Glossogobius is a genus of gobies native to fresh, brackish and marine waters from Africa to the coasts of the western Pacific Ocean. They are found in Madagascar, South Africa, Japan, Thailand, Australia, Indonesia, Bangladesh, the Philippines, Taiwan, Papua New Guinea, Singapore, Malawi, Eswatini, Botswana, Kenya, Zimbabwe, Tanzania, Mozambique, the Solomon Islands, Palau, Fiji, New Caledonia, India, Laos, Sri Lanka, Myanmar, Borneo, Nepal, Brunei Darussalam, Micronesia, Cambodia, Vietnam, China, Réunion, the Seychelles, Mauritius, the Caroline Islands, Vanuatu, Malaysia and Russia. The genus also includes a troglobitic species, G. ankaranensis.

==Species==
There are currently 32 recognized species in this genus:
- Glossogobius ankaranensis Banister, 1994
- Glossogobius aureus Akihito & Meguro, 1975 (Golden tank goby)
- Glossogobius bellendenensis Hoese & G. R. Allen, 2009
- Glossogobius bicirrhosus M. C. W. Weber, 1894
- Glossogobius brunnoides Nichols, 1951 (Dusky mountain goby)

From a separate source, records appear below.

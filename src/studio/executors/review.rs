use async_trait::async_trait;

use super::{StageContext, StageExecutor, StageReport};

/// Decides whether the run needs a human sign-off. Never blocks; the engine
/// parks the run in `needs_review` once every stage has finished.
pub struct ReviewExecutor;

impl ReviewExecutor {
    pub fn required(ctx: &StageContext) -> bool {
        ctx.run.input_bool("requireReview").unwrap_or(false)
            || ctx.client.requires_review
            || ctx.run.review_state.as_ref().is_some_and(|r| r.required)
    }
}

#[async_trait]
impl StageExecutor for ReviewExecutor {
    async fn execute(&self, ctx: &StageContext) -> anyhow::Result<StageReport> {
        let required = Self::required(ctx);
        let message = if required {
            "Human review required"
        } else {
            "No human review required"
        };
        ctx.info(message).await;
        Ok(StageReport::completed().message(message).review_required(required))
    }
}

#[cfg(test)]
mod tests {
    use super::*;
    use crate::studio::executors::StageOutcome;
    use crate::studio::executors::test_support::harness;
    use crate::studio::models::{ReviewState, RunMode, StageId};
    use serde_json::json;

    #[tokio::test]
    async fn test_not_required_by_default() {
        let h = harness(RunMode::Export, StageId::Review, json!({}));
        let report = ReviewExecutor.execute(&h.ctx).await.unwrap();
        assert_eq!(report.outcome, StageOutcome::Completed);
        assert_eq!(report.review_required, Some(false));
    }

    #[tokio::test]
    async fn test_input_flag_requires_review() {
        let h = harness(RunMode::Export, StageId::Review, json!({"requireReview": true}));
        let report = ReviewExecutor.execute(&h.ctx).await.unwrap();
        assert_eq!(report.review_required, Some(true));
        assert_eq!(h.messages(), vec!["Human review required"]);
    }

    #[tokio::test]
    async fn test_client_flag_requires_review() {
        let mut h = harness(RunMode::Export, StageId::Review, json!({}));
        h.ctx.client.requires_review = true;
        assert!(ReviewExecutor::required(&h.ctx));
    }

    #[tokio::test]
    async fn test_earlier_request_is_kept() {
        let mut h = harness(RunMode::Full, StageId::Review, json!({}));
        h.ctx.run.review_state = Some(ReviewState::new(true));
        assert!(ReviewExecutor::required(&h.ctx));
    }
}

- Glossogobius bulmeri Whitley, 1959 (Bulmer's goby)
- Glossogobius callidus J. L. B. Smith, 1937
- Glossogobius celebius Valenciennes, 1837 (Celebes goby)
- Glossogobius circumspectus W. J. Macleay, 1883 (Circumspect goby)
- Glossogobius clitellus Hoese & G. R. Allen, 2012
- Glossogobius coatesi Hoese & G. R. Allen, 1990 (Coates' goby)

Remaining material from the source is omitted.